_Brief_: Write out exactly the lines of the entries below, from the first through the line containing "use crate::control::worker::StopSignal;", and nothing beyond them.

_Study material_:

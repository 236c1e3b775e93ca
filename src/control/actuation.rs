//! Mist relay and rotor choreography.
//!
//! Two strategies are supported:
//!
//! ```text
//!   Sequential:  [relay ON ── mist ── OFF] [rot][delay][rot][delay]…
//!   Concurrent:  [relay ON ─ rot ─ pad ─ rot ─ pad ─ … ─ pad to mist ─ OFF]
//! ```
//!
//! The relay is held by a [`RelayGuard`], so every exit path (normal end,
//! stop request, rotor error, panic unwinding) releases it exactly once.
//! A rotor that fails `init` is skipped: the mist pulse still happens and
//! the run is flagged as degraded.

use core::time::Duration;
use std::time::Instant;

use log::{error, info, warn};

use crate::app::ports::ActuatorDriver;
use crate::config::{ActuationStrategy, TestConfig};
use crate::control::worker::StopSignal;

// ───────────────────────────────────────────────────────────────
// Relay guard
// ───────────────────────────────────────────────────────────────

/// Holds the mist relay energised until released or dropped.
pub struct RelayGuard<'a, A: ActuatorDriver> {
    driver: &'a mut A,
    engaged: bool,
    errors: u32,
}

impl<'a, A: ActuatorDriver> RelayGuard<'a, A> {
    /// Energise the relay.  A failed write is counted; the guard still
    /// attempts the release on drop.
    pub fn engage(driver: &'a mut A) -> Self {
        let mut errors = 0;
        if let Err(e) = driver.set_relay(true) {
            warn!("mist relay on failed: {e}");
            errors += 1;
        }
        Self {
            driver,
            engaged: true,
            errors,
        }
    }

    pub fn driver(&mut self) -> &mut A {
        &mut *self.driver
    }

    pub fn errors(&self) -> u32 {
        self.errors
    }

    /// Release the relay.  Idempotent.
    pub fn release(&mut self) {
        if !self.engaged {
            return;
        }
        self.engaged = false;
        if let Err(e) = self.driver.set_relay(false) {
            error!("mist relay off failed: {e}");
            self.errors += 1;
        }
    }
}

impl<A: ActuatorDriver> Drop for RelayGuard<'_, A> {
    fn drop(&mut self) {
        self.release();
    }
}

// ───────────────────────────────────────────────────────────────
// Plan and report
// ───────────────────────────────────────────────────────────────

#[derive(Debug, Clone, Copy, PartialEq)]
pub struct ActuationPlan {
    pub strategy: ActuationStrategy,
    pub mist: Duration,
    /// Partial rotations inside the mist window (concurrent).
    pub segments: u32,
    /// Rotations after the mist pulse (sequential).
    pub rotations: u32,
    pub rotation_delay: Duration,
    /// Allowance for one blocking rotor segment.
    pub segment_allowance: Duration,
}

impl From<&TestConfig> for ActuationPlan {
    fn from(cfg: &TestConfig) -> Self {
        Self {
            strategy: cfg.strategy,
            mist: cfg.mist_duration(),
            segments: cfg.concurrent_segments(),
            rotations: cfg.rotations,
            rotation_delay: cfg.rotation_delay(),
            segment_allowance: cfg.rotor_segment_timeout(),
        }
    }
}

impl ActuationPlan {
    /// Nominal wall time, excluding rotor motion in the sequential phase.
    pub fn expected_duration(&self) -> Duration {
        match self.strategy {
            ActuationStrategy::Concurrent => self.mist,
            ActuationStrategy::Sequential => self.mist + self.rotation_delay * self.rotations,
        }
    }

    /// How long to wait for the actuator worker before declaring it stuck.
    pub fn join_budget(&self) -> Duration {
        let moves = match self.strategy {
            ActuationStrategy::Concurrent => self.segments,
            ActuationStrategy::Sequential => self.rotations,
        };
        self.expected_duration() + self.segment_allowance * moves
    }
}

#[derive(Debug, Clone, Copy, Default, PartialEq)]
pub struct ActuationReport {
    /// Sum of measured rotor motion times.
    pub rotation_time: Duration,
    /// Time the relay was held.
    pub mist_time: Duration,
    pub segments_completed: u32,
    pub errors: u32,
    /// Rotor init failed; only the mist pulse ran.
    pub degraded: bool,
    /// A stop request cut the choreography short.
    pub interrupted: bool,
}

// ───────────────────────────────────────────────────────────────
// Coordinator
// ───────────────────────────────────────────────────────────────

/// Run one full actuation against `driver` according to `plan`.
pub fn actuate<A: ActuatorDriver>(
    driver: &mut A,
    plan: &ActuationPlan,
    stop: &StopSignal,
) -> ActuationReport {
    let mut report = ActuationReport::default();
    if stop.is_stopped() {
        info!("actuation skipped: run already stopped");
        report.interrupted = true;
        return report;
    }

    let rotor_ready = match driver.init() {
        Ok(()) => true,
        Err(e) => {
            warn!("rotational actuator unavailable ({e}); mist only");
            report.degraded = true;
            false
        }
    };

    match plan.strategy {
        ActuationStrategy::Concurrent => concurrent(driver, plan, stop, rotor_ready, &mut report),
        ActuationStrategy::Sequential => sequential(driver, plan, stop, rotor_ready, &mut report),
    }

    driver.cleanup();
    info!(
        "actuation done: mist {:?}, rotation {:?}, {} segments, {} errors{}",
        report.mist_time,
        report.rotation_time,
        report.segments_completed,
        report.errors,
        if report.interrupted { " (interrupted)" } else { "" }
    );
    report
}

fn rotate_once<A: ActuatorDriver>(driver: &mut A, report: &mut ActuationReport) {
    let t0 = Instant::now();
    match driver.rotate_segment() {
        Ok(()) => report.segments_completed += 1,
        Err(e) => {
            warn!("rotation segment failed: {e}");
            report.errors += 1;
        }
    }
    report.rotation_time += t0.elapsed();
}

fn concurrent<A: ActuatorDriver>(
    driver: &mut A,
    plan: &ActuationPlan,
    stop: &StopSignal,
    rotor_ready: bool,
    report: &mut ActuationReport,
) {
    let segments = plan.segments.max(1);
    let interval = plan.mist / segments;
    let start = Instant::now();
    let mut relay = RelayGuard::engage(driver);

    for _ in 0..segments {
        if stop.is_stopped() {
            report.interrupted = true;
            break;
        }
        let seg_start = Instant::now();
        if rotor_ready {
            rotate_once(relay.driver(), report);
        }
        if stop.wait_until(seg_start + interval) {
            report.interrupted = true;
            break;
        }
    }
    if !report.interrupted && stop.wait_until(start + plan.mist) {
        report.interrupted = true;
    }

    relay.release();
    report.mist_time = start.elapsed();
    report.errors += relay.errors();
}

fn sequential<A: ActuatorDriver>(
    driver: &mut A,
    plan: &ActuationPlan,
    stop: &StopSignal,
    rotor_ready: bool,
    report: &mut ActuationReport,
) {
    let start = Instant::now();
    {
        let mut relay = RelayGuard::engage(driver);
        if stop.wait_until(start + plan.mist) {
            report.interrupted = true;
        }
        relay.release();
        report.errors += relay.errors();
    }
    report.mist_time = start.elapsed();

    if report.interrupted || !rotor_ready {
        return;
    }
    for _ in 0..plan.rotations {
        if stop.is_stopped() {
            report.interrupted = true;
            return;
        }
        rotate_once(driver, report);
        if stop.wait(plan.rotation_delay) {
            report.interrupted = true;
            return;
        }
    }
}
//! ToolTest: bench runner
//!
//! Wires the test engine to the simulated chamber and executes one run.
//!
//! ```text
//! ┌──────────────────────────────────────────────────────────────┐
//! │                   Adapters (outer ring)                      │
//! │                                                              │
//! │  SimCamera        SimActuator     JsonlRunStore              │
//! │  (FrameSource)    (ActuatorDriver)(RunStore)                 │
//! │  JsonConfigFile   LogEventSink                               │
//! │  (ConfigPort)     (EventSink)                                │
//! │                                                              │
//! │  ──────────────── Port Trait Boundary ─────────────────      │
//! │                                                              │
//! │  ┌────────────────────────────────────────────────────┐      │
//! │  │             TestService (domain core)              │      │
//! │  │  FSM · grabber · baseline · actuation · analyzer   │      │
//! │  └────────────────────────────────────────────────────┘      │
//! └──────────────────────────────────────────────────────────────┘
//! ```
//!
//! Usage: `tooltest [--config FILE] [--store FILE] [--contaminated] [--no-rotor]`

use std::path::PathBuf;
use std::time::Duration;

use anyhow::{Context, Result, bail};
use log::info;

use tooltest::adapters::json_store::{JsonConfigFile, JsonlRunStore};
use tooltest::adapters::log_sink::LogEventSink;
use tooltest::adapters::sim::{ChamberSpec, SimChamber};
use tooltest::app::metrics::RunStatus;
use tooltest::app::ports::ConfigPort;
use tooltest::app::service::TestService;

struct Args {
    config: PathBuf,
    store: PathBuf,
    contaminated: bool,
    rotor: bool,
}

fn parse_args() -> Result<Args> {
    let mut args = Args {
        config: PathBuf::from("tooltest.json"),
        store: PathBuf::from("runs.jsonl"),
        contaminated: false,
        rotor: true,
    };
    let mut it = std::env::args().skip(1);
    while let Some(arg) = it.next() {
        match arg.as_str() {
            "--config" => args.config = it.next().context("--config needs a path")?.into(),
            "--store" => args.store = it.next().context("--store needs a path")?.into(),
            "--contaminated" => args.contaminated = true,
            "--no-rotor" => args.rotor = false,
            other => bail!("unknown argument: {other}"),
        }
    }
    Ok(args)
}

fn main() -> Result<()> {
    env_logger::Builder::from_env(env_logger::Env::default().default_filter_or("info")).init();
    let args = parse_args()?;

    info!("ToolTest v{}", env!("CARGO_PKG_VERSION"));

    // ── 1. Configuration ──────────────────────────────────────
    let config = JsonConfigFile::new(&args.config)
        .load()
        .with_context(|| format!("loading {}", args.config.display()))?;

    // ── 2. Adapters ───────────────────────────────────────────
    let chamber = SimChamber::new(ChamberSpec {
        glow: if args.contaminated { 200.0 } else { 0.0 },
        ..ChamberSpec::default()
    });
    let service = TestService::new(
        config,
        chamber.camera(),
        chamber.actuator(args.rotor, Duration::from_millis(200)),
        JsonlRunStore::new(&args.store),
        LogEventSink::new(),
    )
    .context("building test service")?;

    // ── 3. One run ────────────────────────────────────────────
    let outcome = service.start_test().context("test run")?;
    service.acknowledge().context("acknowledging verdict")?;

    let m = &outcome.metrics;
    println!("run        {}", outcome.run_id);
    println!("verdict    {}", outcome.status);
    println!(
        "brightness max {:.3} / threshold {:.3}",
        m.max_brightness,
        m.effective_threshold.unwrap_or(f32::NAN)
    );
    if let Some(pct) = m.pct_above_threshold {
        println!("area above {:.2}%", pct);
    }
    if let Some(path) = &outcome.heatmap {
        println!("heatmap    {}", path.display());
    }
    if !outcome.persisted {
        println!("warning    result NOT saved to {}", args.store.display());
    }

    std::process::exit(match outcome.status {
        RunStatus::Passed => 0,
        RunStatus::Failed => 1,
        RunStatus::AbortedSealWarning | RunStatus::Error => 2,
    })
}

_Result below_:
repository 236c1e3b775e93ca
filename src/control/actuation.rs
//! Mist relay and rotor choreography.
//!
//! Two strategies are supported:
//!
//! ```text
//!   Sequential:  [relay ON ── mist ── OFF] [rot][delay][rot][delay]…
//!   Concurrent:  [relay ON ─ rot ─ pad ─ rot ─ pad ─ … ─ pad to mist ─ OFF]
//! ```
//!
//! The relay is held by a [`RelayGuard`], so every exit path (normal end,
//! stop request, rotor error, panic unwinding) releases it exactly once.
//! A rotor that fails `init` is skipped: the mist pulse still happens and
//! the run is flagged as degraded.

use core::time::Duration;
use std::time::Instant;

use log::{error, info, warn};

use crate::app::ports::ActuatorDriver;
use crate::config::{ActuationStrategy, TestConfig};
use crate::control::worker::StopSignal;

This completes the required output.